Em Itabira, como em tantas outras cidades mineradas, a quantidade de moradores que efetivamente participa, que se desloca aos pontos de encontro, que leva o exercício a sério, é mínima — muitas vezes, inferior a 10% da população prevista.
Isso compromete gravemente a eficácia dos simulados.
Sem a participação comunitária, os exercícios perdem seu sentido, transformando-se em meras formalidades institucionais.
Prevenção sem povo é ficção.
Simulado sem adesão é apenas encenação para auditoria.
Mudar esse quadro exige não apenas divulgar o risco, mas educar para o risco — ressignificar o próprio valor da preparação.
A atuação da Fundação Israel Pinheiro (FIP) merece aplausos pela divulgação do vídeo sobre o exercício simulado de ontem no Instagram.
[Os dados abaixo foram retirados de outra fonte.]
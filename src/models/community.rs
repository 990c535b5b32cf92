//! Community (area) data as returned by the provider.

use serde::{Deserialize, Serialize};
use serde_json::Value;

use crate::error::{AppError, Result};

/// A named geographic region, the unit of geofencing.
#[derive(Debug, Clone, Serialize, Deserialize)]
pub struct Community {
    /// Human-assigned slug, e.g. `bitcoin-island-philippines`
    pub id: String,

    #[serde(default)]
    pub tags: AreaTags,
}

/// Area metadata. Only the keys the notifier reads are typed.
#[derive(Debug, Clone, Default, Serialize, Deserialize)]
pub struct AreaTags {
    #[serde(default)]
    pub name: Option<String>,

    /// Boundary as raw GeoJSON
    #[serde(default)]
    pub geo_json: Option<Value>,
}

impl Community {
    /// Display name, falling back to the slug.
    pub fn display_name(&self) -> &str {
        self.tags
            .name
            .as_deref()
            .filter(|name| !name.trim().is_empty())
            .unwrap_or(&self.id)
    }

    /// The boundary GeoJSON, or a terminal error when the area has none.
    pub fn boundary(&self) -> Result<&Value> {
        match &self.tags.geo_json {
            Some(value) if !value.is_null() => Ok(value),
            _ => Err(AppError::MissingBoundary(self.id.clone())),
        }
    }
}
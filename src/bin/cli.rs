//! BTC Map community notifier CLI
//!
//! Intended to be run periodically (e.g. from cron), one instance at a time
//! per checkpoint file.

use std::path::PathBuf;
use std::process::ExitCode;
use std::sync::Arc;

use clap::Parser;
use notifier::{
    error::Result,
    models::Config,
    pipeline::{RunCoordinator, RunReport},
    services::{BtcMapClient, CommandPublisher},
    storage::LocalCheckpointStore,
};

/// Announce new Bitcoin-accepting businesses in a BTC Map community
#[derive(Parser, Debug)]
#[command(name = "btcmap-notifier", version, about)]
struct Cli {
    /// Community (area) slug, e.g. `testville`
    community: String,

    /// Path to the TOML configuration file
    #[arg(short, long, default_value = "notifier.toml")]
    config: PathBuf,

    /// Checkpoint file (overrides `paths.checkpoint_file`)
    #[arg(long)]
    checkpoint: Option<PathBuf>,

    /// Compose and print announcements without publishing or committing
    #[arg(long)]
    dry_run: bool,

    /// Enable verbose logging
    #[arg(short, long)]
    verbose: bool,
}

/// Exit code for aborted runs (unknown community, missing boundary, ...).
const EXIT_ABORTED: u8 = 1;
/// Exit code for incomplete runs when `delivery.fail_on_partial` is set.
const EXIT_INCOMPLETE: u8 = 2;

/// Map a run result to the process exit status.
fn exit_code(outcome: &Result<RunReport>, fail_on_partial: bool) -> u8 {
    match outcome {
        Ok(report) if report.needs_rerun() && fail_on_partial => EXIT_INCOMPLETE,
        Ok(_) => 0,
        Err(_) => EXIT_ABORTED,
    }
}

/// Initialize logging based on verbosity flag and configured level.
fn init_logging(verbose: bool, level: Option<&str>) {
    let level = if verbose {
        "debug"
    } else {
        level.unwrap_or("info")
    };
    env_logger::Builder::from_env(env_logger::Env::default().default_filter_or(level))
        .format_timestamp_secs()
        .init();
}

/// Main entry point for the CLI application.
#[tokio::main]
async fn main() -> ExitCode {
    let cli = Cli::parse();

    let loaded = Config::load(&cli.config);
    init_logging(
        cli.verbose,
        loaded.as_ref().ok().map(|c| c.logging.level.as_str()),
    );
    let mut config = loaded.unwrap_or_else(|e| {
        log::warn!(
            "Config load failed from {}: {}. Using defaults.",
            cli.config.display(),
            e
        );
        Config::default()
    });

    if let Some(path) = cli.checkpoint {
        config.paths.checkpoint_file = path.display().to_string();
    }

    if let Err(e) = config.validate() {
        log::error!("Config validation failed: {}", e);
        return ExitCode::from(EXIT_ABORTED);
    }

    let provider = match BtcMapClient::from_config(&config.api) {
        Ok(provider) => provider,
        Err(e) => {
            log::error!("{}", e);
            return ExitCode::from(EXIT_ABORTED);
        }
    };
    let publisher = match CommandPublisher::from_config(&config.publisher) {
        Ok(publisher) => publisher,
        Err(e) => {
            log::error!("{}", e);
            return ExitCode::from(EXIT_ABORTED);
        }
    };
    let store = LocalCheckpointStore::new(&config.paths.checkpoint_file);

    log::info!(
        "Checking {} (checkpoint: {})",
        cli.community,
        store.path().display()
    );

    let coordinator = RunCoordinator::new(
        &config,
        Arc::new(provider),
        Arc::new(publisher),
        Arc::new(store),
    )
    .with_dry_run(cli.dry_run);

    // Aborts are already logged by the coordinator.
    let outcome = coordinator.run(&cli.community).await;
    if let Ok(report) = &outcome {
        if report.needs_rerun() {
            log::warn!(
                "Run incomplete; events since {} will be processed again next run",
                report.window_start
            );
        }
    }

    ExitCode::from(exit_code(&outcome, config.delivery.fail_on_partial))
}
A Fundação Israel Pinheiro (FIP), atua como assessoria técnica independente aos atingidos e desempenha um papel fundamental na mobilização e conscientização da comunidade buscando engajar a população e reforçar a importância da participação ativa nesses exercícios.

Conclusão: Preparar é um dever, não pode ter uma conotação de mal presságio ou antipática, que gere resistência
Não treinar por medo de assustar é como recusar o colete salva-vidas achando que ele atrairá o naufrágio.
Que os simulados sejam cada vez mais realistas, frequentes e respeitados.
Que a adesão comunitária deixe de ser exceção e passe a ser a regra.
Que o medo inevitável nos impulsione à ação — não à zombaria.
E que Itabira avance, não apenas organizando simulados, mas cultivando verdadeiramente uma cultura viva de segurança, com a participação consciente de todos.

Denes Martins da Costa Lott
Advogado especialista em Direito Ambiental e Minerário. Secretário da Comissão de Meio Ambiente da 52ª Subseção da OAB. Ex Secretário de meio ambiente de Itabira.

Referências:
Lei nº 12.334, de 20 de setembro de 2010. Estabelece a Política Nacional de Segurança de Barragens.
Hayes, S. C., Wilson, K. G., Gifford, E. V., Follette, V. M., & Strosahl, K. (1996). Experiential avoidance and behavioral disorders: A functional dimensional approach to diagnosis and treatment. Journal of Consulting and Clinical Psychology, 64(6), 1152–1168.
ONU. (2015). Marco de Sendai para Redução do Risco de Desastres 2015-2030.